→ GIVEN RECORDS
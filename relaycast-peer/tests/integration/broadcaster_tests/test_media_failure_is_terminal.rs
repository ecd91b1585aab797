use relaycast_peer::StatusEvent;
use std::time::Duration;

use crate::integration::{TestRig, init_tracing, test_config};
use crate::utils::CountingMediaSource;

#[tokio::test]
async fn test_media_failure_is_terminal() {
    init_tracing();

    let rig = TestRig::new();
    let handle = rig.broadcaster(test_config(), CountingMediaSource::failing());

    assert!(
        rig.observer
            .wait_for(|e| matches!(e, StatusEvent::Terminal { .. }), 2000)
            .await
    );
    assert_eq!(
        rig.observer
            .count(|e| matches!(e, StatusEvent::MediaUnavailable(_))),
        1
    );

    // No reconnection is attempted after a media failure.
    tokio::time::sleep(Duration::from_millis(200)).await;
    assert!(rig.transport.attempts() <= 1);
    assert_eq!(
        rig.observer
            .count(|e| matches!(e, StatusEvent::RetryScheduled { .. })),
        0
    );
    let stats = handle.stats().await.expect("coordinator stays up until closed");
    assert_eq!(stats.active_session_count, 0);

    handle.close().await;
}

→ WHAT YOU SHOULD DO
From the first line to the last, reproduce the material word for word.

→ ANSWER TO THIS PROBLEM
filename relaycast-peer/tests/integration/broadcaster_tests/test_media_failure_is_terminal.rs
repository ecd91b1585aab797
use relaycast_peer::StatusEvent;
use std::time::Duration;

use crate::integration::{TestRig, init_tracing, test_config};
use crate::utils::CountingMediaSource;

#[tokio::test]
async fn test_media_failure_is_terminal() {
    init_tracing();

    let rig = TestRig::new();
    let handle = rig.broadcaster(test_config(), CountingMediaSource::failing());

    assert!(
        rig.observer
            .wait_for(|e| matches!(e, StatusEvent::Terminal { .. }), 2000)
            .await
    );
    assert_eq!(
        rig.observer
            .count(|e| matches!(e, StatusEvent::MediaUnavailable(_))),
        1
    );

    // No reconnection is attempted after a media failure.
    tokio::time::sleep(Duration::from_millis(200)).await;
    assert!(rig.transport.attempts() <= 1);
    assert_eq!(
        rig.observer
            .count(|e| matches!(e, StatusEvent::RetryScheduled { .. })),
        0
    );
    let stats = handle.stats().await.expect("coordinator stays up until closed");
    assert_eq!(stats.active_session_count, 0);

    handle.close().await;
}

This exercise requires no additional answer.